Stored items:
*** Begin section ***

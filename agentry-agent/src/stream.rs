// ABOUTME: Cancellable single-consumer chunk stream and its producer-side sink.
// ABOUTME: Bounded channel gives backpressure; dropping the stream cancels the producer.

use crate::chunk::{AgentStreamChunk, ChunkBody, ErrorCode};
use crate::response::AgentOutput;
use futures::Stream;
use serde_json::Value;
use std::pin::Pin;
use std::task::{Context, Poll};
use tokio::sync::mpsc;
use tokio_util::sync::CancellationToken;

/// Default number of chunks buffered between producer and consumer
pub const DEFAULT_STREAM_CAPACITY: usize = 64;

/// Returned by [`ChunkSink`] once the consumer is gone or the stream is finished
#[derive(Debug, Clone, Copy, PartialEq, Eq, thiserror::Error)]
#[error("chunk stream closed")]
pub struct StreamClosed;

/// Create a connected sink/stream pair
pub fn chunk_channel(
    backend_id: impl Into<String>,
    capacity: usize,
    cancel: CancellationToken,
) -> (ChunkSink, ChunkStream) {
    let (tx, rx) = mpsc::channel(capacity.max(1));
    (ChunkSink::new(backend_id, tx), ChunkStream::new(rx, cancel))
}

/// Producer side of a chunk stream.
///
/// Stamps every chunk with the producing backend id and a strictly increasing
/// sequence number. The runtime may retarget a sink to another backend when it
/// falls back; the sequence keeps counting across attempts.
pub struct ChunkSink {
    backend_id: String,
    tx: mpsc::Sender<AgentStreamChunk>,
    next_sequence: u64,
    sent_this_attempt: u64,
    transcript: String,
    finished: bool,
}

impl ChunkSink {
    pub fn new(backend_id: impl Into<String>, tx: mpsc::Sender<AgentStreamChunk>) -> Self {
        Self {
            backend_id: backend_id.into(),
            tx,
            next_sequence: 0,
            sent_this_attempt: 0,
            transcript: String::new(),
            finished: false,
        }
    }

    pub fn backend_id(&self) -> &str {
        &self.backend_id
    }

    /// Send one chunk, waiting for buffer space
    pub async fn send(&mut self, body: ChunkBody) -> Result<(), StreamClosed> {
        if self.finished {
            return Err(StreamClosed);
        }

        let terminal = matches!(body, ChunkBody::Completion { .. } | ChunkBody::Error { .. });
        if let ChunkBody::Text { text } = &body {
            self.transcript.push_str(text);
        }

        let chunk = AgentStreamChunk {
            backend_id: self.backend_id.clone(),
            sequence: self.next_sequence,
            body,
        };
        self.tx.send(chunk).await.map_err(|_| StreamClosed)?;

        self.next_sequence += 1;
        self.sent_this_attempt += 1;
        if terminal {
            self.finished = true;
        }
        Ok(())
    }

    pub async fn text(&mut self, text: impl Into<String>) -> Result<(), StreamClosed> {
        self.send(ChunkBody::text(text)).await
    }

    pub async fn thought(&mut self, text: impl Into<String>) -> Result<(), StreamClosed> {
        self.send(ChunkBody::thought(text)).await
    }

    pub async fn tool_call(
        &mut self,
        id: impl Into<String>,
        name: impl Into<String>,
        input: Value,
    ) -> Result<(), StreamClosed> {
        self.send(ChunkBody::ToolCall {
            id: id.into(),
            name: name.into(),
            input,
        })
        .await
    }

    /// Emit the terminal completion chunk for a finished output
    pub async fn complete(&mut self, output: AgentOutput) -> Result<(), StreamClosed> {
        self.send(ChunkBody::Completion {
            answer: output.answer,
            citations: output.citations,
            usage: output.usage,
        })
        .await
    }

    /// Emit a completion built from the text streamed so far
    pub async fn complete_with_transcript(&mut self) -> Result<(), StreamClosed> {
        let answer = self.transcript.clone();
        self.send(ChunkBody::completion(answer)).await
    }

    /// Emit a terminal error chunk
    pub async fn fail(&mut self, code: ErrorCode, message: impl Into<String>) -> Result<(), StreamClosed> {
        self.send(ChunkBody::error(code, message)).await
    }

    /// Text accumulated from `Text` chunks in the current attempt
    pub fn transcript(&self) -> &str {
        &self.transcript
    }

    /// True once a completion or error chunk has been sent
    pub fn is_finished(&self) -> bool {
        self.finished
    }

    /// True once the consumer has dropped or cancelled the stream
    pub fn is_closed(&self) -> bool {
        self.tx.is_closed()
    }

    /// Chunks delivered since the sink was created or last retargeted
    pub fn sent_this_attempt(&self) -> u64 {
        self.sent_this_attempt
    }

    /// Point the sink at another backend for a fallback attempt
    pub fn retarget(&mut self, backend_id: impl Into<String>) {
        self.backend_id = backend_id.into();
        self.sent_this_attempt = 0;
        self.transcript.clear();
    }
}

/// Consumer side of a chunk stream.
///
/// Finite and single-consumer; it is not restartable. Calling [`cancel`] or
/// dropping the stream signals the producer to stop.
///
/// [`cancel`]: ChunkStream::cancel
pub struct ChunkStream {
    rx: mpsc::Receiver<AgentStreamChunk>,
    cancel: CancellationToken,
}

impl ChunkStream {
    pub fn new(rx: mpsc::Receiver<AgentStreamChunk>, cancel: CancellationToken) -> Self {
        Self { rx, cancel }
    }

    /// Receive the next chunk, or None once the stream is finished or cancelled
    pub async fn recv(&mut self) -> Option<AgentStreamChunk> {
        if self.cancel.is_cancelled() {
            return None;
        }
        tokio::select! {
            biased;
            _ = self.cancel.cancelled() => None,
            chunk = self.rx.recv() => chunk,
        }
    }

    /// Try to receive a chunk without waiting
    pub fn try_recv(&mut self) -> Option<AgentStreamChunk> {
        if self.cancel.is_cancelled() {
            return None;
        }
        self.rx.try_recv().ok()
    }

    /// Stop delivery immediately; buffered chunks are discarded
    pub fn cancel(&mut self) {
        self.cancel.cancel();
        self.rx.close();
    }

    pub fn is_cancelled(&self) -> bool {
        self.cancel.is_cancelled()
    }

    /// Token shared with the producer, for cancelling from another task
    pub fn cancellation_token(&self) -> CancellationToken {
        self.cancel.clone()
    }

    /// Drain the stream to completion
    pub async fn collect_all(mut self) -> Vec<AgentStreamChunk> {
        let mut chunks = Vec::new();
        while let Some(chunk) = self.recv().await {
            chunks.push(chunk);
        }
        chunks
    }
}

impl Stream for ChunkStream {
    type Item = AgentStreamChunk;

    fn poll_next(self: Pin<&mut Self>, cx: &mut Context<'_>) -> Poll<Option<Self::Item>> {
        let this = self.get_mut();
        if this.cancel.is_cancelled() {
            return Poll::Ready(None);
        }
        this.rx.poll_recv(cx)
    }
}

impl Drop for ChunkStream {
    fn drop(&mut self) {
        self.cancel.cancel();
    }
}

*** End section ***

* Instructions to follow
From the entries, copy every line in which the string "once" can be found.

* Result of this exercise
/// Returned by [`ChunkSink`] once the consumer is gone or the stream is finished
    /// True once a completion or error chunk has been sent
    /// True once the consumer has dropped or cancelled the stream
    /// Receive the next chunk, or None once the stream is finished or cancelled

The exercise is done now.